登山グローブの手がスリングふれて瞬間、体くるり反転した。
「ごほっ…すみま、せ、」
咳きこみながら恐くなる、いま勝手に体が動いた。
もう染みついてしまった反射に大きな眼すこし笑った。
「銃は下ろさない方がいいか?」
「はい…ごほんっ、」
頷きながら申し訳なくなる。
ただ配慮してくれただけ、それでも銃は他人に渡せない。
どんなに重たくても自分で負うしかない、そんな現実に会話が聴こえる。
「谷口は宮田のザックと最短距離よろしくね、井川は消防に連絡、喘息発作1名に全身打撲1名、」
「谷口さん、井川さん、よろしくお願いします、」
「こちらこそ、」
肯いてくれる井川の笑顔はやわらかい。
年は自分と変わらないだろう、そのくせ老成された落着きにほっとする。
―山のひとは落着いてるかんじ多いね…えいじも山をはじめてから、
どこか朦朧として、だけど頬なぶる風に覚まされる。
雪の森、光あわい斜めの陽、黒い梢、それから白皙の笑顔のぞきこんだ。
「周太、あと少しだ、一緒に帰ろう?」
あ、英二?
―ぶじで…けがは、えいじ、
見つめてすぐ近くなる、広やかな背に負われて視界が上がる。
青いウェアの肩に頬ふれて、ふっと森と似た香ほろ苦くかすめた。
「周太、咳すこし楽になったか?我慢はしないで良いぞ、」
懐かしい香に懐かしい声が重なる。
サンブラスの瞳こちら見つめて、応えたくて微笑んだ。
「ありがと…こほっ、さっき薬飲ませてもらったから、だいじょっ…こんっ、」
「無理に返事しなくてもいいよ、聴いててくれたら、」
きれいな笑顔ほころばせ前を向く、その左額にガーゼが白い。
きっと光一が手当てしてくれた、守られた約束に低いきれいな声が呼んだ。
「周太、また奥多摩の雪を見せたいよ?桜もいいな、」
ほら、約束また話しかけてくれる。
ほんとうに雪も花も見たい、ただ願うまま声が微笑む。
「帰ろうな周太、体治して奥多摩に行こう?」
帰ろう、帰りたい。
この人とふたり帰りたい、もういちど一緒にあの山をみたい。
願いごといくつも繰りかえして懐かしい香ふれる、そんな背中に声こぼれた。
「あったかい、英二のせなか…」
あたたかい、ずっとそうだといいのに?
そんな願いごと負われてゆく道、ときおり体ぐらり傾く。
この人も無傷じゃない、それでも自分を背負ってくれるのはなぜ?
―えいじ、どうしてこんなにするの…あなたは誰?
このひとは誰なのか、名前は知っているけどほんとうは知らない。
このひとの家族も会ったことがある、でもほんとうは何ひとつ知らなかった、だって教えてくれない。

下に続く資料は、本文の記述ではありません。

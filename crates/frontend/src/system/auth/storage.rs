use web_sys::window;

const ACCESS_TOKEN_KEY: &str = "storefront_access_token";
const REFRESH_TOKEN_KEY: &str = "storefront_refresh_token";

fn local_storage() -> Option<web_sys::Storage> {
    window()?.local_storage().ok()?
}

pub fn save_tokens(access_token: &str, refresh_token: &str) {
    if let Some(storage) = local_storage() {
        let _ = storage.set_item(ACCESS_TOKEN_KEY, access_token);
        let _ = storage.set_item(REFRESH_TOKEN_KEY, refresh_token);
    }
}

pub fn save_access_token(token: &str) {
    if let Some(storage) = local_storage() {
        let _ = storage.set_item(ACCESS_TOKEN_KEY, token);
    }
}

pub fn get_access_token() -> Option<String> {
    local_storage()?.get_item(ACCESS_TOKEN_KEY).ok()?
}

pub fn get_refresh_token() -> Option<String> {
    local_storage()?.get_item(REFRESH_TOKEN_KEY).ok()?
}

pub fn clear_tokens() {
    if let Some(storage) = local_storage() {
        let _ = storage.remove_item(ACCESS_TOKEN_KEY);
        let _ = storage.remove_item(REFRESH_TOKEN_KEY);
    }
}
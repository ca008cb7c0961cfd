use std::env;
use std::fs;
use std::path::{Path, PathBuf};

/// Copies the workspace `config.toml` next to the built backend binary,
/// where `shared::config::load_config` looks for it.
fn main() {
    println!("cargo:rerun-if-changed=../../config.toml");

    let Some(target_dir) = profile_dir() else {
        println!("cargo:warning=Cannot locate the target profile directory; config.toml not copied");
        return;
    };

    let source = Path::new(env!("CARGO_MANIFEST_DIR")).join("../../config.toml");
    if !source.exists() {
        println!("cargo:warning=No workspace config.toml, the embedded default will be used");
        return;
    }

    let dest = target_dir.join("config.toml");
    match fs::copy(&source, &dest) {
        Ok(_) => println!("cargo:warning=Copied config.toml to {:?}", dest),
        Err(e) => println!("cargo:warning=Failed to copy config.toml: {}", e),
    }
}

/// `target/<profile>`, found by walking up from OUT_DIR
/// (`target/<profile>/build/backend-xxx/out`).
fn profile_dir() -> Option<PathBuf> {
    let out_dir = PathBuf::from(env::var("OUT_DIR").ok()?);
    let profile = env::var("PROFILE").ok()?;
    out_dir
        .ancestors()
        .find(|p| p.ends_with(&profile))
        .map(Path::to_path_buf)
}
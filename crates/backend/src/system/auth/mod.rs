pub mod extractor;
pub mod jwt;
pub mod middleware;
pub mod password;
pub mod refresh_store;
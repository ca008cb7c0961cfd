use serde::{Deserialize, Serialize};
use std::collections::BTreeSet;

use crate::shared::query_string::QueryPairs;

pub const CATEGORIES_KEY: &str = "categories";
pub const SELLERS_KEY: &str = "sellers";
pub const PRICE_KEY: &str = "price";

/// Old links carry this literal for the second bucket.
const LEGACY_25_TO_75: &str = "25-7499";

// ============================================================================
// Price buckets
// ============================================================================

/// Price bucket offered by the catalog filter.
#[derive(Debug, Clone, Copy, PartialEq, Eq, Hash, PartialOrd, Ord, Serialize, Deserialize)]
pub enum PriceRange {
    #[serde(rename = "under-25")]
    Under25,
    #[serde(rename = "25-75")]
    From25To75,
    #[serde(rename = "75-150")]
    From75To150,
    #[serde(rename = "above-150")]
    Above150,
}

impl PriceRange {
    pub const ALL: [PriceRange; 4] = [
        PriceRange::Under25,
        PriceRange::From25To75,
        PriceRange::From75To150,
        PriceRange::Above150,
    ];

    /// Value written to the `price` query key.
    pub fn as_query_value(&self) -> &'static str {
        match self {
            PriceRange::Under25 => "under-25",
            PriceRange::From25To75 => "25-75",
            PriceRange::From75To150 => "75-150",
            PriceRange::Above150 => "above-150",
        }
    }

    /// Strict parse; unknown values yield `None`.
    pub fn from_query_value(value: &str) -> Option<Self> {
        match value {
            "under-25" => Some(PriceRange::Under25),
            "25-75" | LEGACY_25_TO_75 => Some(PriceRange::From25To75),
            "75-150" => Some(PriceRange::From75To150),
            "above-150" => Some(PriceRange::Above150),
            _ => None,
        }
    }

    pub fn label(&self) -> &'static str {
        match self {
            PriceRange::Under25 => "Under $25",
            PriceRange::From25To75 => "$25 - $74.99",
            PriceRange::From75To150 => "$75 - $150",
            PriceRange::Above150 => "Above $150",
        }
    }

    /// Whether a price in cents falls into this bucket.
    /// Buckets: [0, 25), [25, 75), [75, 150], (150, inf) dollars.
    pub fn contains_cents(&self, cents: u64) -> bool {
        match self {
            PriceRange::Under25 => cents < 2_500,
            PriceRange::From25To75 => (2_500..7_500).contains(&cents),
            PriceRange::From75To150 => (7_500..=15_000).contains(&cents),
            PriceRange::Above150 => cents > 15_000,
        }
    }
}

impl std::fmt::Display for PriceRange {
    fn fmt(&self, f: &mut std::fmt::Formatter<'_>) -> std::fmt::Result {
        f.write_str(self.as_query_value())
    }
}

// ============================================================================
// Filter selection
// ============================================================================

/// Categories, sellers and price bucket chosen in the catalog sidebar.
///
/// The URL query string is the source of truth; a selection is always
/// decoded from it and written back with [`FilterSelection::merge_into_query`].
#[derive(Debug, Clone, Default, PartialEq, Eq, Serialize, Deserialize)]
pub struct FilterSelection {
    pub categories: BTreeSet<String>,
    pub sellers: BTreeSet<String>,
    pub price: Option<PriceRange>,
}

impl FilterSelection {
    /// Decode from a query string (with or without the leading `?`).
    pub fn from_query(query: &str) -> Self {
        Self::from_pairs(&QueryPairs::parse(query))
    }

    pub fn from_pairs(pairs: &QueryPairs) -> Self {
        Self {
            categories: pairs.get_all(CATEGORIES_KEY).map(str::to_string).collect(),
            sellers: pairs.get_all(SELLERS_KEY).map(str::to_string).collect(),
            price: pairs.get(PRICE_KEY).and_then(PriceRange::from_query_value),
        }
    }

    /// Rewrite the three filter keys of `query`, keeping every other pair
    /// where it was. The result has no leading `?`.
    pub fn merge_into_query(&self, query: &str) -> String {
        let mut pairs = QueryPairs::parse(query);

        pairs.remove(CATEGORIES_KEY);
        for id in &self.categories {
            pairs.append(CATEGORIES_KEY, id.as_str());
        }

        pairs.remove(SELLERS_KEY);
        for id in &self.sellers {
            pairs.append(SELLERS_KEY, id.as_str());
        }

        pairs.remove(PRICE_KEY);
        if let Some(price) = self.price {
            pairs.append(PRICE_KEY, price.as_query_value());
        }

        pairs.to_query_string()
    }

    /// Standalone encoding of the selection.
    pub fn to_query(&self) -> String {
        self.merge_into_query("")
    }

    pub fn is_empty(&self) -> bool {
        self.categories.is_empty() && self.sellers.is_empty() && self.price.is_none()
    }

    pub fn toggle_category(&mut self, id: &str) {
        toggle(&mut self.categories, id);
    }

    pub fn toggle_seller(&mut self, id: &str) {
        toggle(&mut self.sellers, id);
    }

    pub fn set_price(&mut self, price: Option<PriceRange>) {
        self.price = price;
    }

    /// Product matching used by the catalog listing. Empty sets match all.
    pub fn matches(&self, category_id: &str, seller_id: &str, price_cents: u64) -> bool {
        (self.categories.is_empty() || self.categories.contains(category_id))
            && (self.sellers.is_empty() || self.sellers.contains(seller_id))
            && self.price.map_or(true, |p| p.contains_cents(price_cents))
    }
}

fn toggle(set: &mut BTreeSet<String>, id: &str) {
    if !set.remove(id) {
        set.insert(id.to_string());
    }
}

#[cfg(test)]
mod tests {
    use super::*;

    fn set(ids: &[&str]) -> BTreeSet<String> {
        ids.iter().map(|s| s.to_string()).collect()
    }

    #[test]
    fn test_decode_scenario() {
        let f = FilterSelection::from_query("?categories=c1&categories=c2&price=75-150");
        assert_eq!(f.categories, set(&["c1", "c2"]));
        assert!(f.sellers.is_empty());
        assert_eq!(f.price, Some(PriceRange::From75To150));
    }

    #[test]
    fn test_decode_empty_query() {
        let f = FilterSelection::from_query("");
        assert!(f.is_empty());
    }

    #[test]
    fn test_duplicate_ids_collapse() {
        let f = FilterSelection::from_query("sellers=s1&sellers=s1");
        assert_eq!(f.sellers, set(&["s1"]));
    }

    #[test]
    fn test_unknown_price_is_ignored() {
        let f = FilterSelection::from_query("price=under-5");
        assert_eq!(f.price, None);
        assert_eq!(f.merge_into_query("price=under-5"), "");
    }

    #[test]
    fn test_legacy_price_literal_is_normalized() {
        let f = FilterSelection::from_query("price=25-7499");
        assert_eq!(f.price, Some(PriceRange::From25To75));
        assert_eq!(f.to_query(), "price=25-75");
    }

    #[test]
    fn test_first_price_wins() {
        let f = FilterSelection::from_query("price=above-150&price=under-25");
        assert_eq!(f.price, Some(PriceRange::Above150));
    }

    #[test]
    fn test_round_trip() {
        let mut f = FilterSelection::default();
        f.toggle_category("pottery");
        f.toggle_category("glass & stone");
        f.toggle_seller("s-42");
        f.set_price(Some(PriceRange::Under25));

        let decoded = FilterSelection::from_query(&f.to_query());
        assert_eq!(decoded, f);
    }

    #[test]
    fn test_round_trip_empty_selection() {
        let empty = FilterSelection::default();
        assert_eq!(empty.to_query(), "");
        assert_eq!(FilterSelection::from_query(&empty.to_query()), empty);
    }

    #[test]
    fn test_round_trip_reserved_and_non_ascii_ids() {
        let mut f = FilterSelection::default();
        for id in ["a+b", "100%", "k=v", "x&y", "with space", "céramique", "陶器"] {
            f.toggle_category(id);
            f.toggle_seller(id);
        }

        let query = f.to_query();
        assert!(!query.contains('+'));
        assert!(!query.contains(' '));
        assert_eq!(FilterSelection::from_query(&query), f);
    }

    #[test]
    fn test_round_trip_every_price_range() {
        for range in PriceRange::ALL {
            let mut f = FilterSelection::default();
            f.set_price(Some(range));
            f.toggle_seller("s1");
            let decoded = FilterSelection::from_query(&f.to_query());
            assert_eq!(decoded, f, "{:?}", range);
        }
    }

    #[test]
    fn test_merge_preserves_unrelated_keys() {
        let mut f = FilterSelection::from_query("page=2&categories=a&sort=new");
        f.toggle_category("b");
        let query = f.merge_into_query("page=2&categories=a&sort=new");
        assert_eq!(query, "page=2&sort=new&categories=a&categories=b");
    }

    #[test]
    fn test_merge_drops_price_when_cleared() {
        let mut f = FilterSelection::from_query("price=75-150&q=bowl");
        f.set_price(None);
        assert_eq!(f.merge_into_query("price=75-150&q=bowl"), "q=bowl");
    }

    #[test]
    fn test_toggle_is_an_involution() {
        let original = FilterSelection::from_query("categories=a&categories=b");
        let mut f = original.clone();
        f.toggle_category("c");
        assert_eq!(f.categories, set(&["a", "b", "c"]));
        f.toggle_category("c");
        assert_eq!(f, original);

        f.toggle_category("a");
        assert_eq!(f.categories, set(&["b"]));
        f.toggle_category("a");
        assert_eq!(f, original);
    }

    #[test]
    fn test_price_buckets() {
        assert!(PriceRange::Under25.contains_cents(2_499));
        assert!(!PriceRange::Under25.contains_cents(2_500));
        assert!(PriceRange::From25To75.contains_cents(2_500));
        assert!(PriceRange::From25To75.contains_cents(7_499));
        assert!(PriceRange::From75To150.contains_cents(15_000));
        assert!(!PriceRange::Above150.contains_cents(15_000));
        assert!(PriceRange::Above150.contains_cents(15_001));
    }

    #[test]
    fn test_price_serde_uses_query_values() {
        for p in PriceRange::ALL {
            let json = serde_json::to_string(&p).unwrap();
            assert_eq!(json, format!("\"{}\"", p.as_query_value()));
            assert_eq!(PriceRange::from_query_value(p.as_query_value()), Some(p));
        }
    }

    #[test]
    fn test_matches() {
        let f = FilterSelection::from_query("categories=jewelry&price=under-25");
        assert!(f.matches("jewelry", "any", 1_000));
        assert!(!f.matches("pottery", "any", 1_000));
        assert!(!f.matches("jewelry", "any", 3_000));
        assert!(FilterSelection::default().matches("x", "y", 99_999));
    }
}
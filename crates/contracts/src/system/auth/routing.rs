//! Where to send a user after sign-in.

use super::Role;

pub const HOME_PATH: &str = "/";
pub const CATALOG_PATH: &str = "/catalog";
pub const SELLERS_PATH: &str = "/sellers";
pub const CART_PATH: &str = "/cart";
pub const LOGIN_PATH: &str = "/login";
pub const ADMIN_PATH: &str = "/admin";
pub const SELLER_DASHBOARD_PATH: &str = "/dashboard";

/// Query key carrying the page to return to after login.
pub const REDIRECT_TO_KEY: &str = "redirectTo";

/// Placeholder values that mean "no redirect target".
const REDIRECT_SENTINELS: [&str; 4] = ["", "null", "undefined", LOGIN_PATH];

/// The redirect target, unless it is absent or a sentinel.
pub fn redirect_target(raw: Option<&str>) -> Option<&str> {
    raw.filter(|target| !REDIRECT_SENTINELS.contains(target))
}

/// Default landing page for a role.
pub fn landing_path(role: Role) -> &'static str {
    match role {
        Role::Admin => ADMIN_PATH,
        Role::Seller => SELLER_DASHBOARD_PATH,
        Role::Customer => HOME_PATH,
    }
}

/// Post-login destination: an explicit redirect target wins over the role.
pub fn resolve_destination(redirect_to: Option<&str>, role: Role) -> String {
    match redirect_target(redirect_to) {
        Some(target) => target.to_string(),
        None => landing_path(role).to_string(),
    }
}

/// Login page URL that returns to `return_to` after sign-in.
pub fn login_url_returning_to(return_to: &str) -> String {
    if redirect_target(Some(return_to)).is_none() {
        return LOGIN_PATH.to_string();
    }
    format!(
        "{}?{}={}",
        LOGIN_PATH,
        REDIRECT_TO_KEY,
        urlencoding::encode(return_to)
    )
}
use contracts::system::auth::{LoginResponse, Role, UserInfo};
use leptos::prelude::*;
use leptos::task::spawn_local;

use super::{api, storage};

#[derive(Clone, Debug, Default)]
pub struct AuthState {
    pub access_token: Option<String>,
    pub user_info: Option<UserInfo>,
    /// A stored session is still being validated.
    pub restoring: bool,
}

impl AuthState {
    pub fn is_authenticated(&self) -> bool {
        self.access_token.is_some()
    }

    pub fn role(&self) -> Option<Role> {
        self.user_info.as_ref().map(|u| u.role)
    }
}

/// Auth context provider component
#[component]
pub fn AuthProvider(children: Children) -> impl IntoView {
    let stored_token = storage::get_access_token();
    let (auth_state, set_auth_state) = signal(AuthState {
        restoring: stored_token.is_some(),
        ..Default::default()
    });

    // Try to restore session from localStorage on mount
    Effect::new(move |_| {
        let Some(access_token) = stored_token.clone() else {
            return;
        };
        spawn_local(async move {
            let restored = restore_session(access_token).await;
            if restored.is_none() {
                storage::clear_tokens();
            }
            set_auth_state.set(restored.unwrap_or_default());
        });
    });

    provide_context(auth_state);
    provide_context(set_auth_state);

    children()
}

async fn restore_session(access_token: String) -> Option<AuthState> {
    match api::get_current_user(&access_token).await {
        Ok(user_info) => {
            return Some(AuthState {
                access_token: Some(access_token),
                user_info: Some(user_info),
                restoring: false,
            })
        }
        Err(e) => log::info!("Stored access token rejected: {}", e),
    }

    let refresh_token = storage::get_refresh_token()?;
    let response = match api::refresh_token(refresh_token).await {
        Ok(response) => response,
        Err(e) => {
            log::info!("Session refresh failed: {}", e);
            return None;
        }
    };
    storage::save_access_token(&response.access_token);

    let user_info = api::get_current_user(&response.access_token).await.ok()?;
    Some(AuthState {
        access_token: Some(response.access_token),
        user_info: Some(user_info),
        restoring: false,
    })
}

/// Hook to access auth state
pub fn use_auth() -> (ReadSignal<AuthState>, WriteSignal<AuthState>) {
    let auth_state =
        use_context::<ReadSignal<AuthState>>().expect("AuthProvider not found in component tree");
    let set_auth_state =
        use_context::<WriteSignal<AuthState>>().expect("AuthProvider not found in component tree");

    (auth_state, set_auth_state)
}

/// Persist the tokens of a successful sign-in and publish the new session.
pub fn establish_session(set_auth_state: WriteSignal<AuthState>, response: LoginResponse) {
    storage::save_tokens(&response.access_token, &response.refresh_token);
    log::info!(
        "Signed in as {} ({})",
        response.user.username,
        response.user.role
    );
    set_auth_state.set(AuthState {
        access_token: Some(response.access_token),
        user_info: Some(response.user),
        restoring: false,
    });
}

/// Revoke the refresh token, forget the stored tokens and reset the session.
pub async fn do_logout(set_auth_state: WriteSignal<AuthState>) {
    if let Some(refresh_token) = storage::get_refresh_token() {
        if let Err(e) = api::logout(refresh_token).await {
            log::warn!("Logout request failed: {}", e);
        }
    }

    storage::clear_tokens();
    set_auth_state.set(AuthState::default());
}
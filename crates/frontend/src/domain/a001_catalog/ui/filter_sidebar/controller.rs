//! Catalog filter state.
//!
//! The URL is the only source of truth. The controller remembers the last
//! URL the router reported and derives the selection from it; mutators
//! compute the next URL and hand it to the navigator without touching the
//! remembered URL. The new state comes back through `on_external_change`.

use contracts::domain::a001_catalog::filter::{FilterSelection, PriceRange};
use contracts::shared::query_string::join_path_and_query;

use crate::shared::navigator::Navigator;

pub struct FilterController<N: Navigator> {
    navigator: N,
    pathname: String,
    search: String,
}

impl<N: Navigator> FilterController<N> {
    pub fn new(navigator: N, pathname: impl Into<String>, search: impl Into<String>) -> Self {
        Self {
            navigator,
            pathname: pathname.into(),
            search: search.into(),
        }
    }

    /// Called whenever the router reports a URL change, including the ones
    /// this controller requested.
    pub fn on_external_change(&mut self, pathname: &str, search: &str) {
        self.pathname = pathname.to_string();
        self.search = search.to_string();
    }

    pub fn selection(&self) -> FilterSelection {
        FilterSelection::from_query(&self.search)
    }

    pub fn toggle_category(&self, id: &str) {
        let mut next = self.selection();
        next.toggle_category(id);
        self.write(&next);
    }

    pub fn toggle_seller(&self, id: &str) {
        let mut next = self.selection();
        next.toggle_seller(id);
        self.write(&next);
    }

    /// `None` clears the price filter.
    pub fn set_price(&self, price: Option<PriceRange>) {
        let mut next = self.selection();
        next.set_price(price);
        self.write(&next);
    }

    /// Drop the whole query string, unrelated keys included.
    pub fn clear(&self) {
        log::debug!("Clearing catalog filters");
        self.navigator.replace(&self.pathname);
    }

    fn write(&self, selection: &FilterSelection) {
        let query = selection.merge_into_query(&self.search);
        self.navigator
            .replace(&join_path_and_query(&self.pathname, &query));
    }
}

#[cfg(test)]
mod tests {
    use super::*;
    use crate::shared::navigator::testing::{NavCall, RecordingNavigator};
    use std::collections::BTreeSet;

    fn set(ids: &[&str]) -> BTreeSet<String> {
        ids.iter().map(|s| s.to_string()).collect()
    }

    /// Feed the last requested URL back, as the router would.
    fn follow(controller: &mut FilterController<&RecordingNavigator>, nav: &RecordingNavigator) {
        let url = nav.last_replace().expect("no navigation requested");
        let (path, query) = url.split_once('?').unwrap_or((url.as_str(), ""));
        controller.on_external_change(path, query);
    }

    #[test]
    fn test_selection_is_derived_from_url() {
        let nav = RecordingNavigator::default();
        let controller =
            FilterController::new(&nav, "/catalog", "?categories=c1&categories=c2&price=75-150");
        let selection = controller.selection();
        assert_eq!(selection.categories, set(&["c1", "c2"]));
        assert!(selection.sellers.is_empty());
        assert_eq!(selection.price, Some(PriceRange::From75To150));
        assert!(nav.calls().is_empty());
    }

    #[test]
    fn test_each_mutator_replaces_once() {
        let nav = RecordingNavigator::default();
        let controller = FilterController::new(&nav, "/catalog", "");

        controller.toggle_category("pottery");
        assert_eq!(nav.calls().len(), 1);
        controller.toggle_seller("s1");
        assert_eq!(nav.calls().len(), 2);
        controller.set_price(Some(PriceRange::Under25));
        assert_eq!(nav.calls().len(), 3);
        controller.clear();
        assert_eq!(nav.calls().len(), 4);

        assert!(nav
            .calls()
            .iter()
            .all(|call| matches!(call, NavCall::Replace(_))));
    }

    #[test]
    fn test_mutators_do_not_touch_local_state() {
        let nav = RecordingNavigator::default();
        let controller = FilterController::new(&nav, "/catalog", "");
        controller.toggle_category("pottery");
        assert!(controller.selection().is_empty());
        assert_eq!(nav.last_replace().as_deref(), Some("/catalog?categories=pottery"));
    }

    #[test]
    fn test_toggle_twice_restores_selection() {
        let nav = RecordingNavigator::default();
        let mut controller = FilterController::new(&nav, "/catalog", "categories=a");
        let original = controller.selection();

        controller.toggle_category("b");
        follow(&mut controller, &nav);
        assert_eq!(controller.selection().categories, set(&["a", "b"]));

        controller.toggle_category("b");
        follow(&mut controller, &nav);
        assert_eq!(controller.selection(), original);

        controller.toggle_seller("s1");
        follow(&mut controller, &nav);
        controller.toggle_seller("s1");
        follow(&mut controller, &nav);
        assert_eq!(controller.selection(), original);
    }

    #[test]
    fn test_on_external_change_is_idempotent() {
        let nav = RecordingNavigator::default();
        let mut controller = FilterController::new(&nav, "/catalog", "");

        controller.on_external_change("/catalog", "sellers=s1&price=under-25");
        let first = controller.selection();
        controller.on_external_change("/catalog", "sellers=s1&price=under-25");
        assert_eq!(controller.selection(), first);
        assert_eq!(first.sellers, set(&["s1"]));
    }

    #[test]
    fn test_external_change_replaces_state_wholesale() {
        let nav = RecordingNavigator::default();
        let mut controller = FilterController::new(&nav, "/catalog", "categories=a&price=above-150");
        controller.on_external_change("/catalog", "sellers=s2");
        let selection = controller.selection();
        assert!(selection.categories.is_empty());
        assert_eq!(selection.price, None);
        assert_eq!(selection.sellers, set(&["s2"]));
    }

    #[test]
    fn test_url_projection_tracks_every_navigation() {
        let nav = RecordingNavigator::default();
        let mut controller = FilterController::new(&nav, "/catalog", "");

        controller.toggle_category("pottery");
        controller.set_price(Some(PriceRange::Under25));
        let url = nav.last_replace().expect("no navigation requested");
        let (_, query) = url.split_once('?').unwrap_or((url.as_str(), ""));
        follow(&mut controller, &nav);

        let from_url = FilterSelection::from_query(query);
        assert_eq!(from_url, controller.selection());
        assert_eq!(from_url.price, Some(PriceRange::Under25));
        assert!(from_url.categories.is_empty());

        assert_eq!(
            FilterSelection::from_query("categories=b&categories=a"),
            FilterSelection::from_query("categories=a&categories=b")
        );
    }

    #[test]
    fn test_unrelated_params_pass_through() {
        let nav = RecordingNavigator::default();
        let controller = FilterController::new(&nav, "/catalog", "?page=2&categories=a&q=mug");
        controller.toggle_seller("s1");
        assert_eq!(
            nav.last_replace().as_deref(),
            Some("/catalog?page=2&q=mug&categories=a&sellers=s1")
        );
    }

    #[test]
    fn test_set_price_and_clear_price() {
        let nav = RecordingNavigator::default();
        let mut controller = FilterController::new(&nav, "/catalog", "");

        controller.set_price(Some(PriceRange::From25To75));
        assert_eq!(nav.last_replace().as_deref(), Some("/catalog?price=25-75"));
        follow(&mut controller, &nav);

        controller.set_price(Some(PriceRange::Above150));
        assert_eq!(nav.last_replace().as_deref(), Some("/catalog?price=above-150"));
        follow(&mut controller, &nav);

        controller.set_price(None);
        assert_eq!(nav.last_replace().as_deref(), Some("/catalog"));
    }

    #[test]
    fn test_clear_drops_every_key() {
        let nav = RecordingNavigator::default();
        let mut controller = FilterController::new(
            &nav,
            "/catalog",
            "categories=a&sellers=s1&price=under-25&page=3",
        );
        controller.clear();
        assert_eq!(nav.last_replace().as_deref(), Some("/catalog"));

        follow(&mut controller, &nav);
        assert!(controller.selection().is_empty());
    }
}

ほんとうは祖母の従妹の孫にあたる人、そんな血縁も一年前まで知らなくて母と自分は二人きりだった。
―えいじはしらないのかな、それとも知ってぼくのまえにあらわれて…あなたは誰?
聴きたい、でも訊けない。
なにも訊けなくて知らなくて、それでも一緒に過ごした時間は現実だった。
その証は今も自分の左手首に鼓動する、そんな想い見つめたクライマーウォッチのバンドは赤く染みてゆく。
あたたかい、あのひとはどこ?
「ごほっ…こんっ、ごほんっ」
咳きこんで睫ふるえる、視界ゆっくり披いて薄明るい。
慣れてゆく瞳に白いふとんが映りこむ、ふれる温もりに低い声が呼んだ。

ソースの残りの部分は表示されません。